> Assignment
Write out the entries below exactly, from the first line to the one with "let ctx = Context", both ends included.

> Saved entries
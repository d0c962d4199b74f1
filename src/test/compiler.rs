use std::prelude::v1::*;

use crate::ast::*;
use crate::board::*;
use crate::compiler::*;
use crate::protocol::UnitRef;

use super::*;

fn ctx(id: u32) -> Context {
    Context { unit: UnitRef::Id(id), should_yield: true }
}
fn compile_with(board: &BoardConfig, block: &Block, ctx: Context) -> String {
    let mut compiler = Compiler::new(board);
    compiler.compile(block, ctx).unwrap()
}

#[test]
fn test_repeat_pin_digital() {
    let project = load_project(include_str!("projects/blink.json"));
    let code = compile_with(&load_board(), &project.scripts[0], ctx(2));
    assert_eq!(code, concat!(
        "for i = 1, 3 do\n",
        "if cfg.p[4] ~= 0 then pio.pin.setdir(pio.OUTPUT, pio.GPIO4) cfg.p[4] = 0 end ",
        "do local v = 1 pio.pin.setval(v, pio.GPIO4) print(\"pv:4:\" .. v) end\n",
        "c.yield()\n",
        "end\n",
    ));
}

#[test]
fn test_loops_always_yield() {
    let board = load_board();
    let body = command("doSetVar", vec![lit("x"), lit("1")]);
    for loop_block in [
        command("doForever", vec![script(body.clone())]),
        command("doForever", vec![Slot::NestedStatement(None)]),
        command("doRepeat", vec![lit("10"), script(body.clone())]),
        command("doRepeat", vec![reporter("reportGetVar", vec![lit("n")]), Slot::NestedStatement(None)]),
    ] {
        let code = compile_with(&board, &loop_block, ctx(0));
        assert!(code.ends_with("c.yield()\nend\n"), "{code}");
    }

    let project = load_project(include_str!("projects/counter.json"));
    let code = compile_with(&board, &project.scripts[0], ctx(0));
    assert_eq!(code, concat!(
        "vars[\"count\"] = 0 print(\"vv:count:\" .. _s(vars[\"count\"]))\n",
        "while true do\n",
        "vars[\"count\"] = (tonumber(vars[\"count\"]) or 0) + 1 print(\"vv:count:\" .. _s(vars[\"count\"]))\n",
        "do local t = tmr.read() while tmr.getdiffnow(nil, t) < 0.5 * 1000000 do c.yield() end end\n",
        "c.yield()\n",
        "end\n",
    ));
}

#[test]
fn test_no_yield_outside_scheduler() {
    let board = load_board();
    let ctx = Context { unit: UnitRef::Id(1), should_yield: false };
    assert_eq!(compile_with(&board, &command("doWait", vec![lit("2")]), ctx), "tmr.delay(tmr.SYS_TIMER, 2 * tmr.SEC)\n");
    assert_eq!(compile_with(&board, &command("doForever", vec![Slot::NestedStatement(None)]), ctx), "while true do\nend\n");
    assert_eq!(compile_with(&board, &command("doWaitUntil", vec![reporter("reportTrue", vec![])]), ctx), "while not true do end\n");
}

#[test]
fn test_pin_guard_once() {
    let project = load_project(include_str!("projects/inputs.json"));
    let code = compile_with(&load_board(), &project.scripts[0], ctx(0));
    assert_eq!(code.matches("pio.pin.setdir(pio.INPUT, pio.GPIO5)").count(), 1);
    assert_eq!(code, concat!(
        "vars[\"a\"] = (function() if cfg.p[5] ~= 1 then pio.pin.setdir(pio.INPUT, pio.GPIO5) cfg.p[5] = 1 end return pio.pin.getval(pio.GPIO5) end)() print(\"vv:a:\" .. _s(vars[\"a\"]))\n",
        "vars[\"b\"] = pio.pin.getval(pio.GPIO5) print(\"vv:b:\" .. _s(vars[\"b\"]))\n",
    ));
}

#[test]
fn test_pin_guard_invalidation() {
    let board = load_board();
    let set = || command("setPinDigital", vec![lit("4"), lit("0")]);
    let guards = |code: &str| code.matches("pio.pin.setdir(pio.OUTPUT, pio.GPIO4)").count();

    // a wait lets other scripts reconfigure the pin
    let chain = set().then(command("doWait", vec![lit("1")])).then(set());
    assert_eq!(guards(&compile_with(&board, &chain, ctx(0))), 2);

    // a nested body may or may not run
    let chain = set().then(command("doIf", vec![reporter("reportTrue", vec![]), script(set())])).then(set());
    assert_eq!(guards(&compile_with(&board, &chain, ctx(0))), 3);

    // switching direction always needs a guard
    let chain = set()
        .then(command("doSetVar", vec![lit("x"), reporter("getPinDigital", vec![lit("5")])]))
        .then(command("setPinDigital", vec![lit("5"), lit("1")]));
    let code = compile_with(&board, &chain, ctx(0));
    assert_eq!(code.matches("cfg.p[5] ~= 1").count(), 1);
    assert_eq!(code.matches("cfg.p[5] ~= 0").count(), 1);

    // the right side of and/or might be skipped
    let read = || reporter("getPinDigital", vec![lit("5")]);
    let chain = command("doSetVar", vec![lit("x"), reporter("reportAnd", vec![reporter("reportFalse", vec![]), read()])])
        .then(command("doSetVar", vec![lit("y"), read()]));
    assert_eq!(compile_with(&board, &chain, ctx(0)).matches("pio.pin.setdir(pio.INPUT, pio.GPIO5)").count(), 2);

    // separate units never share guards
    let mut compiler = Compiler::new(&board);
    let first = compiler.compile(&set(), ctx(0)).unwrap();
    compiler.start_unit();
    let second = compiler.compile(&set(), ctx(1)).unwrap();
    assert_eq!(guards(&first), 1);
    assert_eq!(guards(&second), 1);
}

#[test]
fn test_pin_levels() {
    let board = load_board();
    let level = |slot: Slot| {
        let code = compile_with(&board, &command("setPinDigital", vec![lit("26"), slot]), ctx(0));
        let start = code.find("local v = ").unwrap() + "local v = ".len();
        let end = code[start..].find(" pio.pin.setval").unwrap();
        code[start..start + end].to_string()
    };
    assert_eq!(level(lit("true")), "1");
    assert_eq!(level(lit("1")), "1");
    assert_eq!(level(lit("false")), "0");
    assert_eq!(level(lit("7")), "0");
    assert_eq!(level(lit("")), "0");
    assert_eq!(level(reporter("reportGetVar", vec![lit("on")])), "_d(vars[\"on\"])");

    let code = compile_with(&board, &command("setPinAnalog", vec![lit("26"), lit("50")]), ctx(0));
    assert_eq!(code, "if cfg.p[26] ~= 2 then cfg.w[26] = pwm.attach(pio.GPIO26, 1000, 0) cfg.w[26]:start() cfg.p[26] = 2 end do local v = 50 cfg.w[26]:setduty(v / 100) print(\"pv:26:\" .. v) end\n");

    let code = compile_with(&board, &command("doSetVar", vec![lit("t"), reporter("getPinAnalog", vec![lit("36")])]), ctx(0));
    assert!(code.starts_with("vars[\"t\"] = (function() if cfg.p[36] ~= 3 then cfg.a[36] = adc.setup(adc.ADC1, adc.AVDD, 3220):setupchan(12, adc.ADC1_CH0) cfg.p[36] = 3 end return cfg.a[36]:read() end)()"), "{code}");
}

#[test]
fn test_inert_blocks() {
    let bare = BoardConfig::default();
    let mut compiler = Compiler::new(&bare);
    let chain = command("setPinDigital", vec![lit("4"), lit("1")])
        .then(command("setPinDigital", vec![lit("4"), lit("0")]))
        .then(command("publishMQTTmessage", vec![lit("hi"), lit("cats")]))
        .then(command("doSetVar", vec![lit("x"), reporter("getPinDigital", vec![lit("5")])]));
    let code = compiler.compile(&chain, ctx(0)).unwrap();
    assert_eq!(code, "vars[\"x\"] = nil print(\"vv:x:\" .. _s(vars[\"x\"]))\n");
    assert_eq!(compiler.diagnostics(), &[
        Diagnostic { selector: Selector::SetPinDigital, reason: InertReason::NoPinout },
        Diagnostic { selector: Selector::PublishMqttMessage, reason: InertReason::NoBroker },
        Diagnostic { selector: Selector::GetPinDigital, reason: InertReason::NoPinout },
    ]);

    let board = load_board();
    let mut compiler = Compiler::new(&board);
    let chain = command("setPinDigital", vec![lit("99"), lit("1")])
        .then(command("setPinDigital", vec![reporter("reportGetVar", vec![lit("p")]), lit("1")]))
        .then(command("setPinAnalog", vec![lit("4"), lit("10")]));
    assert_eq!(compiler.compile(&chain, ctx(0)).unwrap(), "");
    assert_eq!(compiler.take_diagnostics(), vec![
        Diagnostic { selector: Selector::SetPinDigital, reason: InertReason::UnknownPin { pin: 99 } },
        Diagnostic { selector: Selector::SetPinDigital, reason: InertReason::DynamicPin },
        Diagnostic { selector: Selector::SetPinAnalog, reason: InertReason::UnknownPin { pin: 4 } },
    ]);
    assert!(compiler.diagnostics().is_empty());
}

#[test]
fn test_compile_errors() {
    let board = load_board();
    let mut compiler = Compiler::new(&board);

    let block = command("doSetVar", vec![lit("x"), lit("1")]).then(command("doTurnLeft", vec![]));
    assert!(matches!(compiler.compile(&block, ctx(0)), Err(CompileError::UnknownSelector { selector: "doTurnLeft" })));

    let block = command("doIf", vec![]);
    assert!(matches!(compiler.compile(&block, ctx(0)), Err(CompileError::MissingInput { selector: Selector::DoIf, index: 0 })));

    let block = command("doForever", vec![lit("oops")]);
    assert!(matches!(compiler.compile(&block, ctx(0)), Err(CompileError::WrongInputKind { selector: Selector::DoForever, index: 0, expected: InputKind::Script })));

    let block = Block::new("reportMonadic", BlockKind::Reporter, vec![lit("cbrt"), lit("8")]);
    let err = compiler.compile(&block, ctx(0)).unwrap_err();
    assert!(matches!(err, CompileError::UnsupportedOption { selector: Selector::ReportMonadic, option: "cbrt" }));
    assert_eq!(format!("{err}"), "reportMonadic does not support option \"cbrt\"");
}

#[test]
fn test_expressions() {
    let board = load_board();
    let expr = |selector: &str, inputs: Vec<Slot>| compile_with(&board, &Block::new(selector, BlockKind::Reporter, inputs), ctx(0));

    assert_eq!(expr("reportSum", vec![lit("007"), lit("")]), "(7 + 0)");
    assert_eq!(expr("reportQuotient", vec![reporter("reportGetVar", vec![lit("a")]), lit("0.5")]), "(vars[\"a\"] / 0.5)");
    assert_eq!(expr("reportMonadic", vec![lit("sin"), lit("90")]), "(math.sin(math.rad(90)))");
    assert_eq!(expr("reportMonadic", vec![lit("log"), lit("100")]), "(math.log(100, 10))");
    assert_eq!(expr("reportEquals", vec![lit("cat"), lit("3")]), "(\"cat\" == 3)");
    assert_eq!(expr("reportNot", vec![lit("true")]), "(not true)");
    assert_eq!(expr("reportJoinWords", vec![Slot::Variadic(vec![lit("007"), lit(" x"), reporter("reportSum", vec![lit("1"), lit("2")])])]), "(\"007\" .. \" x\" .. _s((1 + 2)))");
    assert_eq!(expr("reportJoinWords", vec![Slot::Variadic(vec![])]), "\"\"");
    assert_eq!(expr("reportNewList", vec![Slot::Variadic(vec![lit("a"), lit("2")])]), "{\"a\", 2, length = 2}");
    assert_eq!(expr("reportNewList", vec![Slot::Variadic(vec![])]), "{length = 0}");
    assert_eq!(expr("reportListItem", vec![lit("last"), reporter("reportGetVar", vec![lit("l")])]), "_lg(vars[\"l\"], \"last\")");
    assert_eq!(expr("reifyReporter", vec![reporter("reportSum", vec![lit("1"), lit("1")])]), "(function() return (1 + 1) end)");
    assert_eq!(expr("reportGetVar", vec![lit("say \"hi\"\n")]), "vars[\"say \\\"hi\\\"\\n\"]");
}

#[test]
fn test_statements() {
    let board = load_board();
    let stmt = |block: Block| compile_with(&board, &block, ctx(3));

    assert_eq!(stmt(command("doReport", vec![lit("5")])), "do local r = 5 print(\"pb:3:\" .. _s(r)) return r end\n");
    assert_eq!(stmt(command("doStopThis", vec![])), "do return end\n");
    assert_eq!(stmt(command("doIfElse", vec![reporter("reportTrue", vec![]), Slot::NestedStatement(None), script(command("doStopThis", vec![]))])), "if true then\nelse\ndo return end\nend\n");
    assert_eq!(stmt(command("insertListItem", vec![lit("x"), lit("10"), reporter("reportGetVar", vec![lit("l")])])), "_li(vars[\"l\"], 10, \"x\")\n");
    assert_eq!(stmt(command("deleteListItem", vec![lit("all"), reporter("reportGetVar", vec![lit("l")])])), "_ld(vars[\"l\"], \"all\")\n");
    assert_eq!(stmt(command("runLua", vec![lit("return 1 + 1")])), "do local f = (function() return 1 + 1 end)() if f ~= nil then print(\"pb:3:\" .. _s(f)) end end\n");
    assert_eq!(stmt(command("doRun", vec![reporter("reifyScript", vec![script(command("doStopThis", vec![]))])])), "(function()\ndo return end\nend)()\n");
    assert!(stmt(command("doStopAll", vec![])).contains("print(\"dc:\" .. k .. \":\")"));

    let adhoc = compile_with(&board, &command("doReport", vec![lit("1")]), Context { unit: UnitRef::Adhoc, should_yield: false });
    assert!(adhoc.contains("print(\"pb:r:\" .. _s(r))"));
}

#[test]
fn test_messaging() {
    let board = load_board();
    let connect = board.mqtt_connection_code().unwrap();

    let publish = command("publishMQTTmessage", vec![lit("hello"), lit("cats")]);
    assert_eq!(compile_with(&board, &publish, ctx(0)), format!("{connect} cfg.m:publish(\"cats\", \"hello\", mqtt.QOS0)\n"));

    let hat = Block::new("subscribeToMQTTmessage", BlockKind::Hat, vec![lit(""), lit("cats")])
        .then(command("doForever", vec![script(command("doWait", vec![lit("1")]))]));
    let code = compile_with(&board, &hat, ctx(4));
    assert!(code.starts_with(&format!("{connect} msg[\"4\"] = {{t = \"cats\", f = function(p) if true then print(\"rc:4:\" .. p)\n")), "{code}");
    assert!(code.ends_with("print(\"dc:4:\" .. p) end end} _ms(\"cats\")\n"), "{code}");
    assert!(!code.contains("c.yield()"));
    assert!(code.contains("tmr.delay(tmr.SYS_TIMER, 1 * tmr.SEC)"));

    let filtered = Block::new("subscribeToMQTTmessage", BlockKind::Hat, vec![lit("on"), lit("cats")]);
    assert!(compile_with(&board, &filtered, ctx(4)).contains("if p == \"on\" then"));
}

> Solved exercise
repository d0c962d4199b74f1
filename src/test/compiler.rs
use std::prelude::v1::*;

use crate::ast::*;
use crate::board::*;
use crate::compiler::*;
use crate::protocol::UnitRef;

use super::*;

fn ctx(id: u32) -> Context {
    Context { unit: UnitRef::Id(id), should_yield: true }
}
fn compile_with(board: &BoardConfig, block: &Block, ctx: Context) -> String {
    let mut compiler = Compiler::new(board);
    compiler.compile(block, ctx).unwrap()
}

#[test]
fn test_repeat_pin_digital() {
    let project = load_project(include_str!("projects/blink.json"));
    let code = compile_with(&load_board(), &project.scripts[0], ctx(2));
    assert_eq!(code, concat!(
        "for i = 1, 3 do\n",
        "if cfg.p[4] ~= 0 then pio.pin.setdir(pio.OUTPUT, pio.GPIO4) cfg.p[4] = 0 end ",
        "do local v = 1 pio.pin.setval(v, pio.GPIO4) print(\"pv:4:\" .. v) end\n",
        "c.yield()\n",
        "end\n",
    ));
}

#[test]
fn test_loops_always_yield() {
    let board = load_board();
    let body = command("doSetVar", vec![lit("x"), lit("1")]);
    for loop_block in [
        command("doForever", vec![script(body.clone())]),
        command("doForever", vec![Slot::NestedStatement(None)]),
        command("doRepeat", vec![lit("10"), script(body.clone())]),
        command("doRepeat", vec![reporter("reportGetVar", vec![lit("n")]), Slot::NestedStatement(None)]),
    ] {
        let code = compile_with(&board, &loop_block, ctx(0));
        assert!(code.ends_with("c.yield()\nend\n"), "{code}");
    }

    let project = load_project(include_str!("projects/counter.json"));
    let code = compile_with(&board, &project.scripts[0], ctx(0));
    assert_eq!(code, concat!(
        "vars[\"count\"] = 0 print(\"vv:count:\" .. _s(vars[\"count\"]))\n",
        "while true do\n",
        "vars[\"count\"] = (tonumber(vars[\"count\"]) or 0) + 1 print(\"vv:count:\" .. _s(vars[\"count\"]))\n",
        "do local t = tmr.read() while tmr.getdiffnow(nil, t) < 0.5 * 1000000 do c.yield() end end\n",
        "c.yield()\n",
        "end\n",
    ));
}

#[test]
fn test_no_yield_outside_scheduler() {
    let board = load_board();
    let ctx = Context { unit: UnitRef::Id(1), should_yield: false };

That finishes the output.